Records.
####################
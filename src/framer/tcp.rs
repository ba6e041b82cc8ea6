//! MBAP (Modbus Application Protocol) framer for plain TCP (§4.2).
//!
//! Header layout: `transaction_id(u16 BE), protocol_id=0(u16 BE),
//! length(u16 BE), unit_id(u8)`, followed by the PDU. `length` counts
//! `unit_id` plus the PDU bytes — not the four header bytes before it.

use tracing::{debug, warn};

use crate::framer::traits::{DecodedFrame, Framer};

const MBAP_HEADER_LEN: usize = 7;
const MAX_LENGTH_FIELD: u16 = 260;

/// Framer for the plain-TCP Modbus transport.
#[derive(Debug, Default, Clone, Copy)]
pub struct TcpFramer;

impl TcpFramer {
    pub fn new() -> Self {
        Self
    }
}

impl Framer for TcpFramer {
    fn encode(&self, pdu_bytes: &[u8], device_id: u8, transaction_id: u16) -> Vec<u8> {
        let length = (pdu_bytes.len() + 1) as u16;
        let mut out = Vec::with_capacity(MBAP_HEADER_LEN + pdu_bytes.len());
        out.extend_from_slice(&transaction_id.to_be_bytes());
        out.extend_from_slice(&0u16.to_be_bytes());
        out.extend_from_slice(&length.to_be_bytes());
        out.push(device_id);
        out.extend_from_slice(pdu_bytes);
        out
    }

    fn decode(&self, buffer: &[u8]) -> DecodedFrame {
        if buffer.len() < MBAP_HEADER_LEN {
            return DecodedFrame::incomplete();
        }
        let transaction_id = u16::from_be_bytes([buffer[0], buffer[1]]);
        let protocol_id = u16::from_be_bytes([buffer[2], buffer[3]]);
        let length = u16::from_be_bytes([buffer[4], buffer[5]]);
        let device_id = buffer[6];

        if protocol_id != 0 || length == 0 || length > MAX_LENGTH_FIELD {
            warn!(protocol_id, length, "malformed MBAP header, skipping one byte");
            return DecodedFrame { consumed: 1, ..DecodedFrame::incomplete() };
        }

        let frame_len = MBAP_HEADER_LEN + (length as usize - 1);
        if buffer.len() < frame_len {
            return DecodedFrame::incomplete();
        }
        debug!(transaction_id, device_id, frame_len, "decoded MBAP/TCP frame");
        DecodedFrame {
            consumed: frame_len,
            device_id,
            transaction_id,
            pdu: buffer[MBAP_HEADER_LEN..frame_len].to_vec(),
        }
    }
}

#[cfg(test)]
mod tests {
    use super::*;

    #[test]
    fn s1_tcp_read_holding_registers_request_frame() {
        let framer = TcpFramer::new();
        let pdu = [0x03, 0x00, 0x6B, 0x00, 0x03];
        let frame = framer.encode(&pdu, 0x11, 0x0001);
        assert_eq!(
            frame,
            vec![0x00, 0x01, 0x00, 0x00, 0x00, 0x06, 0x11, 0x03, 0x00, 0x6B, 0x00, 0x03]
        );
    }

    #[test]
    fn round_trips_through_encode_decode() {
        let framer = TcpFramer::new();
        let pdu = vec![0x03, 0x06, 0xAE, 0x41, 0x56, 0x52, 0x43, 0x40];
        let frame = framer.encode(&pdu, 0x11, 7);
        let decoded = framer.decode(&frame);
        assert_eq!(decoded.consumed, frame.len());
        assert_eq!(decoded.device_id, 0x11);
        assert_eq!(decoded.transaction_id, 7);
        assert_eq!(decoded.pdu, pdu);
    }

    #[test]
    fn incomplete_header_requests_more_bytes() {
        let framer = TcpFramer::new();
        assert!(framer.decode(&[0x00, 0x01]).is_incomplete());
    }

    #[test]
    fn bad_protocol_id_skips_one_byte_to_resync() {
        let framer = TcpFramer::new();
        let mut garbage = vec![0x00, 0x01, 0xFF, 0xFF, 0x00, 0x06, 0x11];
        garbage.extend_from_slice(&[0; 6]);
        let decoded = framer.decode(&garbage);
        assert_eq!(decoded.consumed, 1);
    }
}
impl ModbusBitOperations {
    /// Extract a specific bit from a 16-bit register value
    /// 从16位寄存器值中提取指定位
    ///
    /// # Arguments
    /// * `register_value` - The 16-bit register value
    /// * `bit_position` - Bit position (0-15, where 0 is LSB)
    ///
    /// # Returns
    /// * `Ok(bool)` - The bit value (true/false)
    /// * `Err(ComSrvError)` - If bit position is out of range
    ///
    /// # Example
    /// ```rust
    /// use comsrv::core::protocols::modbus::bit_operations::ModbusBitOperations;
    ///
    /// let register_value = 0b1010110100110101; // 0xAD35
    /// let bit_0 = ModbusBitOperations::extract_bit(register_value, 0).unwrap(); // true (LSB)
    /// let bit_1 = ModbusBitOperations::extract_bit(register_value, 1).unwrap(); // false
    /// let bit_15 = ModbusBitOperations::extract_bit(register_value, 15).unwrap(); // true (MSB)
    /// ```
    pub fn extract_bit(register_value: u16, bit_position: BitPosition) -> Result<bool> {
        if bit_position > 15 {
            return Err(ComSrvError::ConfigError(format!(
                "Bit position {} is out of range (0-15)",
                bit_position
            )));
        }

        let mask = 1u16 << bit_position;
        Ok((register_value & mask) != 0)
    }

    /// Extract multiple bits from a register value using configurations
    /// 使用配置从寄存器值中提取多个位
    ///
    /// # Arguments
    /// * `register_value` - The 16-bit register value
    /// * `bit_configs` - Vector of bit extraction configurations
    ///
    /// # Returns
    /// * `Vec<(String, bool)>` - Vector of (point_name, bit_value) pairs
    pub fn extract_bits_by_config(
        register_value: u16,
        bit_configs: &[BitExtractConfig],
    ) -> Result<Vec<(String, bool)>> {
        let mut results = Vec::new();

        for config in bit_configs {
            let bit_value = Self::extract_bit(register_value, config.bit_position)?;
            results.push((config.point_name.clone(), bit_value));
        }

        Ok(results)
    }

    /// Set a specific bit in a 16-bit register value
    /// 在16位寄存器值中设置指定位
    ///
    /// # Arguments
    /// * `register_value` - The current 16-bit register value
    /// * `bit_position` - Bit position (0-15, where 0 is LSB)
    /// * `bit_value` - The new bit value (true/false)
    ///
    /// # Returns
    /// * `Ok(u16)` - The new register value with the bit set
    /// * `Err(ComSrvError)` - If bit position is out of range
    ///
    /// # Example
    /// ```rust
    /// use comsrv::core::protocols::modbus::bit_operations::ModbusBitOperations;
    ///
    /// let mut register_value = 0b0000000000000000; // 0x0000
    /// register_value = ModbusBitOperations::set_bit(register_value, 0, true).unwrap();  // Set bit 0
    /// register_value = ModbusBitOperations::set_bit(register_value, 15, true).unwrap(); // Set bit 15
    /// // Result: 0b1000000000000001 (0x8001)
    /// ```
    pub fn set_bit(register_value: u16, bit_position: BitPosition, bit_value: bool) -> Result<u16> {
        if bit_position > 15 {
            return Err(ComSrvError::ConfigError(format!(
                "Bit position {} is out of range (0-15)",
                bit_position
            )));
        }

        let mask = 1u16 << bit_position;

        if bit_value {
            // Set bit to 1
            Ok(register_value | mask)
        } else {
            // Set bit to 0
            Ok(register_value & !mask)
        }
    }

    /// Clear a specific bit in a 16-bit register value (set to 0)
    /// 清除16位寄存器值中的指定位（设置为0）
    pub fn clear_bit(register_value: u16, bit_position: BitPosition) -> Result<u16> {
        Self::set_bit(register_value, bit_position, false)
    }

    /// Toggle a specific bit in a 16-bit register value
    /// 切换16位寄存器值中的指定位
    pub fn toggle_bit(register_value: u16, bit_position: BitPosition) -> Result<u16> {
        if bit_position > 15 {
            return Err(ComSrvError::ConfigError(format!(
                "Bit position {} is out of range (0-15)",
                bit_position
            )));
        }

        let mask = 1u16 << bit_position;
        Ok(register_value ^ mask)
    }

    /// Extract all 16 bits from a register value as a vector of booleans
    /// 从寄存器值中提取所有16位作为布尔值向量
    ///
    /// # Returns
    /// Vector of 16 boolean values, where index 0 is LSB and index 15 is MSB
    pub fn extract_all_bits(register_value: u16) -> Vec<bool> {
        (0..16)
            .map(|bit_pos| (register_value & (1u16 << bit_pos)) != 0)
            .collect()
    }

    /// Create a register value from a vector of bit values
    /// 从位值向量创建寄存器值
    ///
    /// # Arguments
    /// * `bit_values` - Vector of up to 16 boolean values (LSB first)
    ///
    /// # Returns
    /// 16-bit register value constructed from the bit values
    pub fn create_register_from_bits(bit_values: &[bool]) -> u16 {
        let mut register_value = 0u16;

        for (bit_pos, &bit_value) in bit_values.iter().enumerate().take(16) {
            if bit_value {
                register_value |= 1u16 << bit_pos;
            }
        }

        register_value
    }

    /// Get bit mask for a specific bit position
    /// 获取指定位位置的位掩码
    pub fn get_bit_mask(bit_position: BitPosition) -> Result<u16> {
        if bit_position > 15 {
            return Err(ComSrvError::ConfigError(format!(
                "Bit position {} is out of range (0-15)",
                bit_position
            )));
        }

        Ok(1u16 << bit_position)
    }

    /// Check if multiple bits are set in a register
    /// 检查寄存器中是否设置了多个位
    ///
    /// # Arguments
    /// * `register_value` - The 16-bit register value
    /// * `bit_positions` - Vector of bit positions to check
    ///
    /// # Returns
    /// * `true` if ALL specified bits are set
    /// * `false` if ANY specified bit is not set
    pub fn are_bits_set(register_value: u16, bit_positions: &[BitPosition]) -> Result<bool> {
        for &bit_pos in bit_positions {
            if bit_pos > 15 {
                return Err(ComSrvError::ConfigError(format!(
                    "Bit position {} is out of range (0-15)",
                    bit_pos
                )));
            }

            if !Self::extract_bit(register_value, bit_pos)? {
                return Ok(false);
            }
        }

        Ok(true)
    }

    /// Count the number of set bits in a register
    /// 计算寄存器中设置位的数量
    pub fn count_set_bits(register_value: u16) -> u8 {
        register_value.count_ones() as u8
    }

    /// Find the position of the first set bit (LSB)
    /// 查找第一个设置位的位置（LSB）
    ///
    /// # Returns
    /// * `Some(BitPosition)` - Position of the first set bit
    /// * `None` - If no bits are set
    pub fn find_first_set_bit(register_value: u16) -> Option<BitPosition> {
        if register_value == 0 {
            return None;
        }

        Some(register_value.trailing_zeros() as BitPosition)
    }

    /// Find the position of the last set bit (MSB)
    /// 查找最后一个设置位的位置（MSB）
    ///
    /// # Returns
    /// * `Some(BitPosition)` - Position of the last set bit
    /// * `None` - If no bits are set
    pub fn find_last_set_bit(register_value: u16) -> Option<BitPosition> {
        if register_value == 0 {
            return None;
        }

        Some(15 - register_value.leading_zeros() as BitPosition)
    }
}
####################
Assigned task. Please copy every line in the entries where "warn" appears.

Completed task.
use tracing::{debug, warn};
            warn!(protocol_id, length, "malformed MBAP header, skipping one byte");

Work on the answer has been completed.